⟨

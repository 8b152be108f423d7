/*
 * Copyright © 2024, United States Government, as represented by the Administrator of
 * the National Aeronautics and Space Administration. All rights reserved.
 *
 * The “ODIN” software is licensed under the Apache License, Version 2.0 (the "License");
 * you may not use this file except in compliance with the License. You may obtain a copy
 * of the License at http://www.apache.org/licenses/LICENSE-2.0.
 *
 * Unless required by applicable law or agreed to in writing, software distributed under
 * the License is distributed on an "AS IS" BASIS, WITHOUT WARRANTIES OR CONDITIONS OF ANY KIND,
 * either express or implied. See the License for the specific language governing permissions
 * and limitations under the License.
 */

//! regular grids: the [`Mesh`] geometry, the analysis output [`Grid`] and the optional [`FirstGuess`] input

use std::{fmt, sync::Arc};
use ndarray::Array2;
use serde::{Serialize,Deserialize};

use crate::errors::{Result, argument_error};
use crate::units::Unit;

/// upper limit for the number of nodes of computed meshes
pub const MAX_MESH_NODES: usize = 16_000_000;

/// tolerance (in steps) for extents that are a whole number of steps up to rounding
const AXIS_EPS: f64 = 1e-9;

/// rectilinear mesh given by its x (longitude or projected x) and y (latitude or projected y) coordinate vectors.
/// Grid values are stored as `[iy, ix]`
#[derive(Debug,Clone,PartialEq,Serialize,Deserialize)]
pub struct Mesh {
    pub x: Vec<f64>,
    pub y: Vec<f64>
}

impl Mesh {
    pub fn new (x: Vec<f64>, y: Vec<f64>)->Self {
        Mesh { x, y }
    }

    /// a mesh from min to max in given steps. The last node is at max or less than one step beyond it
    pub fn from_extent (x_min: f64, x_max: f64, dx: f64, y_min: f64, y_max: f64, dy: f64)->Result<Self> {
        let x = axis( x_min, x_max, dx)?;
        let y = axis( y_min, y_max, dy)?;
        if x.len().saturating_mul( y.len()) > MAX_MESH_NODES {
            return Err( argument_error( format!("mesh of {}x{} nodes exceeds {} nodes", x.len(), y.len(), MAX_MESH_NODES)))
        }
        Ok( Mesh { x, y } )
    }

    pub fn nx (&self)->usize { self.x.len() }
    pub fn ny (&self)->usize { self.y.len() }
    pub fn shape (&self)->(usize,usize) { (self.y.len(), self.x.len()) }

    /// does this mesh use 0..360 longitudes
    pub fn uses_360_longitudes (&self)->bool {
        self.x.iter().any( |x| *x > 180.0)
    }
}

fn axis (min: f64, max: f64, step: f64)->Result<Vec<f64>> {
    if !(step > 0.0) || !step.is_finite() {
        return Err( argument_error( format!("invalid grid spacing {}", step)))
    }
    if !min.is_finite() || !max.is_finite() || max < min {
        return Err( argument_error( format!("invalid grid extent {}..{}", min, max)))
    }

    // last node is at or beyond max
    let steps = ((max - min) / step - AXIS_EPS).ceil().max(0.0);
    if steps >= MAX_MESH_NODES as f64 {
        return Err( argument_error( format!("grid spacing {} too small for extent {}..{}", step, min, max)))
    }
    let n = steps as usize + 1;
    Ok( (0..n).map( |i| min + i as f64 * step).collect() )
}

/// locate `v` on a monotonic (ascending or descending) axis. Returns the lower node index and the
/// fractional offset to the next node. Single node axes map everything onto their node
pub(crate) fn locate (axis: &[f64], v: f64)->Option<(usize,f64)> {
    let n = axis.len();
    if n == 0 || v.is_nan() { return None }
    if n == 1 { return Some( (0, 0.0) ) }

    let ascending = axis[n-1] >= axis[0];
    let (lo,hi) = if ascending { (axis[0],axis[n-1]) } else { (axis[n-1],axis[0]) };
    if v < lo || v > hi { return None }

    // index of first node that is beyond v (in axis direction)
    let i = if ascending {
        axis.partition_point( |a| *a <= v)
    } else {
        axis.partition_point( |a| *a >= v)
    };
    let i0 = i.saturating_sub(1).min( n-2);
    let d = axis[i0+1] - axis[i0];
    let f = if d != 0.0 { (v - axis[i0]) / d } else { 0.0 };

    Some( (i0, f.clamp(0.0, 1.0)) )
}

/// bilinear interpolation of `values[iy,ix]` over `mesh`. NaN if outside of mesh or if any of the
/// contributing nodes is NaN
pub(crate) fn bilinear (mesh: &Mesh, values: &Array2<f64>, x: f64, y: f64)->f64 {
    let (Some((ix,fx)), Some((iy,fy))) = (locate( &mesh.x, x), locate( &mesh.y, y)) else { return f64::NAN };

    let ix1 = (ix+1).min( mesh.nx()-1);
    let iy1 = (iy+1).min( mesh.ny()-1);

    let v00 = values[[iy,ix]];
    let v01 = values[[iy,ix1]];
    let v10 = values[[iy1,ix]];
    let v11 = values[[iy1,ix1]];

    let v0 = v00 + (v01 - v00) * fx;
    let v1 = v10 + (v11 - v10) * fx;
    v0 + (v1 - v0) * fy
}

/// the result of an objective analysis for one time slice
#[derive(Debug,Clone,Serialize)]
pub struct Grid {
    /// epoch seconds of the time slice this grid was computed for (if any)
    pub time: Option<f64>,
    pub mesh: Mesh,
    /// `[iy,ix]`
    pub values: Array2<f64>,
    pub unit: Unit
}

impl Grid {
    pub fn nx (&self)->usize { self.mesh.nx() }
    pub fn ny (&self)->usize { self.mesh.ny() }

    pub fn value_at (&self, ix: usize, iy: usize)->Option<f64> {
        self.values.get( [iy,ix]).copied()
    }

    /// interpolated value at mesh coordinates
    pub fn sample (&self, x: f64, y: f64)->f64 {
        bilinear( &self.mesh, &self.values, x, y)
    }

    /// min/max of all non-NaN values
    pub fn value_range (&self)->Option<(f64,f64)> {
        self.values.iter().filter( |v| !v.is_nan()).fold( None, |acc, v| match acc {
            None => Some( (*v,*v) ),
            Some((lo,hi)) => Some( (lo.min(*v), hi.max(*v)) )
        })
    }
}

/// mapping from geographic lat/lon degrees into the native coordinates of a first guess field mesh.
/// Returns `None` for positions that can't be mapped
pub trait CoordinateTransform: Send + Sync {
    fn from_lat_lon (&self, lat: f64, lon: f64)->Option<(f64,f64)>;
}

impl<F> CoordinateTransform for F where F: Fn(f64,f64)->Option<(f64,f64)> + Send + Sync {
    fn from_lat_lon (&self, lat: f64, lon: f64)->Option<(f64,f64)> { self(lat,lon) }
}

/// a gridded first estimate of the analyzed variable
#[derive(Clone)]
pub struct GuessField {
    pub mesh: Mesh,
    pub values: Array2<f64>,
    pub unit: Unit,
    /// None means the mesh is a plain lon/lat mesh
    pub transform: Option<Arc<dyn CoordinateTransform>>
}

impl GuessField {
    pub fn new (mesh: Mesh, values: Array2<f64>, unit: Unit)->Result<Self> {
        if values.dim() != mesh.shape() {
            return Err( argument_error( format!("guess values shape {:?} does not match mesh {:?}", values.dim(), mesh.shape())))
        }
        Ok( GuessField { mesh, values, unit, transform: None } )
    }

    pub fn with_transform (mut self, transform: Arc<dyn CoordinateTransform>)->Self {
        self.transform = Some(transform);
        self
    }
}

impl fmt::Debug for GuessField {
    fn fmt(&self, f: &mut fmt::Formatter<'_>) -> fmt::Result {
        f.debug_struct("GuessField")
            .field("mesh", &self.mesh)
            .field("unit", &self.unit)
            .field("has_transform", &self.transform.is_some())
            .finish()
    }
}

#[derive(Debug,Clone)]
pub struct TimedGuess {
    pub time: f64,
    pub field: GuessField
}

#[derive(Debug,Clone)]
pub enum FirstGuess {
    Static(GuessField),
    /// guess fields ordered by ascending time
    TimeVarying(Vec<TimedGuess>)
}

impl FirstGuess {
    /// nearest neighbor selection of the guess for time `t`. There is no match if `t` is outside the
    /// guess time range extended by `tolerance` seconds
    pub fn at_time (&self, t: f64, tolerance: f64)->Option<&GuessField> {
        match self {
            FirstGuess::Static(field) => Some(field),
            FirstGuess::TimeVarying(guesses) => {
                if t.is_nan() { return None }
                let t_min = guesses.iter().map( |g| g.time).fold( f64::INFINITY, f64::min);
                let t_max = guesses.iter().map( |g| g.time).fold( f64::NEG_INFINITY, f64::max);
                if t < t_min - tolerance || t > t_max + tolerance { return None }

                guesses.iter()
                    .min_by( |a,b| (a.time - t).abs().total_cmp( &(b.time - t).abs()))
                    .map( |g| &g.field)
            }
        }
    }

    /// the guess to use if there is no time to match
    pub fn first (&self)->Option<&GuessField> {
        match self {
            FirstGuess::Static(field) => Some(field),
            FirstGuess::TimeVarying(guesses) => guesses.first().map( |g| &g.field)
        }
    }
}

⟩

** About this exercise **
Check the lines above and copy each one that includes "index".

** Written answer **
/// locate `v` on a monotonic (ascending or descending) axis. Returns the lower node index and the
    // index of first node that is beyond v (in axis direction)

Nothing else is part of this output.